··· Records for this exercise

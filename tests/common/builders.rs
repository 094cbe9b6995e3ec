//! Test builders — in-memory sources and pipeline options rooted in a
//! tempdir.
//!
//! These are designed for readability in tests, not for production use.
//! They panic on setup failures rather than returning `Result`.

use std::cell::Cell;
use std::path::{Path, PathBuf};

use alfredmoji::{Config, Mode, PackOptions, SourceFormat};
use alfredmoji_feeds::{FetchError, LineSource};

// ---------------------------------------------------------------------------
// Sources
// ---------------------------------------------------------------------------

/// A [`LineSource`] serving fixed lines and counting how often it was asked.
pub struct StaticSource {
    lines: Vec<String>,
    calls: Cell<usize>,
}

impl StaticSource {
    pub fn new(lines: &[&str]) -> Self {
        Self {
            lines: lines.iter().map(|l| l.to_string()).collect(),
            calls: Cell::new(0),
        }
    }

    pub fn calls(&self) -> usize {
        self.calls.get()
    }
}

impl LineSource for StaticSource {
    fn describe(&self) -> String {
        "static fixture".to_string()
    }

    fn fetch_lines(&self) -> Result<Vec<String>, FetchError> {
        self.calls.set(self.calls.get() + 1);
        Ok(self.lines.clone())
    }
}

/// A [`LineSource`] that always fails, like an unreachable unicode.org.
pub struct FailingSource;

impl LineSource for FailingSource {
    fn describe(&self) -> String {
        "unreachable".to_string()
    }

    fn fetch_lines(&self) -> Result<Vec<String>, FetchError> {
        Err(FetchError::Io {
            path: PathBuf::from("unreachable/emoji-test.txt"),
            source: std::io::Error::new(std::io::ErrorKind::NotFound, "no route to host"),
        })
    }
}

// ---------------------------------------------------------------------------
// OptionsBuilder
// ---------------------------------------------------------------------------

/// Fluent builder for [`PackOptions`] with every directory under `root`.
///
/// ```rust
/// let opts = OptionsBuilder::new(tmp.path())
///     .format(SourceFormat::Sequences)
///     .keep_build(true)
///     .build();
/// ```
pub struct OptionsBuilder {
    opts: PackOptions,
}

impl OptionsBuilder {
    pub fn new(root: &Path) -> Self {
        let mut opts = PackOptions::from_config(&Config::defaults(), SourceFormat::Test);
        opts.build_dir = root.join("build");
        opts.dist_dir = root.join("dist");
        Self { opts }
    }

    pub fn format(mut self, format: SourceFormat) -> Self {
        self.opts.format = format;
        self
    }

    pub fn mode(mut self, mode: Mode) -> Self {
        self.opts.mode = mode;
        self
    }

    pub fn keep_build(mut self, keep: bool) -> Self {
        self.opts.keep_build = keep;
        self
    }

    pub fn icon(mut self, icon: impl Into<PathBuf>) -> Self {
        self.opts.icon = Some(icon.into());
        self
    }

    pub fn version(mut self, version: &str) -> Self {
        self.opts.version = version.to_string();
        self
    }

    pub fn build(self) -> PackOptions {
        self.opts
    }
}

······

# Problem:
Output the listing above word for word.

# Written solution:
filename tests/common/builders.rs
repository 094cbe9b6995e3ec
//! Test builders — in-memory sources and pipeline options rooted in a
//! tempdir.
//!
//! These are designed for readability in tests, not for production use.
//! They panic on setup failures rather than returning `Result`.

use std::cell::Cell;
use std::path::{Path, PathBuf};

use alfredmoji::{Config, Mode, PackOptions, SourceFormat};
use alfredmoji_feeds::{FetchError, LineSource};

// ---------------------------------------------------------------------------
// Sources
// ---------------------------------------------------------------------------

/// A [`LineSource`] serving fixed lines and counting how often it was asked.
pub struct StaticSource {
    lines: Vec<String>,
    calls: Cell<usize>,
}

impl StaticSource {
    pub fn new(lines: &[&str]) -> Self {
        Self {
            lines: lines.iter().map(|l| l.to_string()).collect(),
            calls: Cell::new(0),
        }
    }

    pub fn calls(&self) -> usize {
        self.calls.get()
    }
}

impl LineSource for StaticSource {
    fn describe(&self) -> String {
        "static fixture".to_string()
    }

    fn fetch_lines(&self) -> Result<Vec<String>, FetchError> {
        self.calls.set(self.calls.get() + 1);
        Ok(self.lines.clone())
    }
}

/// A [`LineSource`] that always fails, like an unreachable unicode.org.
pub struct FailingSource;

impl LineSource for FailingSource {
    fn describe(&self) -> String {
        "unreachable".to_string()
    }

    fn fetch_lines(&self) -> Result<Vec<String>, FetchError> {
        Err(FetchError::Io {
            path: PathBuf::from("unreachable/emoji-test.txt"),
            source: std::io::Error::new(std::io::ErrorKind::NotFound, "no route to host"),
        })
    }
}

// ---------------------------------------------------------------------------
// OptionsBuilder
// ---------------------------------------------------------------------------

/// Fluent builder for [`PackOptions`] with every directory under `root`.
///
/// ```rust
/// let opts = OptionsBuilder::new(tmp.path())
///     .format(SourceFormat::Sequences)
///     .keep_build(true)
///     .build();
/// ```
pub struct OptionsBuilder {
    opts: PackOptions,
}

impl OptionsBuilder {
    pub fn new(root: &Path) -> Self {
        let mut opts = PackOptions::from_config(&Config::defaults(), SourceFormat::Test);
        opts.build_dir = root.join("build");
        opts.dist_dir = root.join("dist");
        Self { opts }
    }

    pub fn format(mut self, format: SourceFormat) -> Self {
        self.opts.format = format;
        self
    }

    pub fn mode(mut self, mode: Mode) -> Self {
        self.opts.mode = mode;
        self
    }

    pub fn keep_build(mut self, keep: bool) -> Self {
        self.opts.keep_build = keep;
        self
    }

    pub fn icon(mut self, icon: impl Into<PathBuf>) -> Self {
        self.opts.icon = Some(icon.into());
        self
    }

    pub fn version(mut self, version: &str) -> Self {
        self.opts.version = version.to_string();
        self
    }

    pub fn build(self) -> PackOptions {
        self.opts
    }
}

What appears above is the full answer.